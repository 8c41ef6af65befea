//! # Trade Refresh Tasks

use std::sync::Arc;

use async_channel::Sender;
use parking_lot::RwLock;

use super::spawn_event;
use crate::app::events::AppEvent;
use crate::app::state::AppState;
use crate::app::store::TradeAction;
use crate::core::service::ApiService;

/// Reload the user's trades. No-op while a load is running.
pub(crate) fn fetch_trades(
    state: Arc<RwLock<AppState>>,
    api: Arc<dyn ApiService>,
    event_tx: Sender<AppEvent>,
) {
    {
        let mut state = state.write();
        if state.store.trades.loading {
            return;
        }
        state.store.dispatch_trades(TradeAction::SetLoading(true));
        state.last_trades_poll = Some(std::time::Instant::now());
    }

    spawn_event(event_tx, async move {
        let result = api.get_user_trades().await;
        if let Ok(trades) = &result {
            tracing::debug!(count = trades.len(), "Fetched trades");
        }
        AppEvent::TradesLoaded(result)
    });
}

◆ WORK TASK
The lines to retype run from the start of the entries through the line containing "use crate::app::store::TradeAction;"; reproduce them exactly and add nothing.

◆ WRITTEN SOLUTION
repository 8c41ef6af65befea
//! # Trade Refresh Tasks

use std::sync::Arc;

use async_channel::Sender;
use parking_lot::RwLock;

use super::spawn_event;
use crate::app::events::AppEvent;
use crate::app::state::AppState;
use crate::app::store::TradeAction;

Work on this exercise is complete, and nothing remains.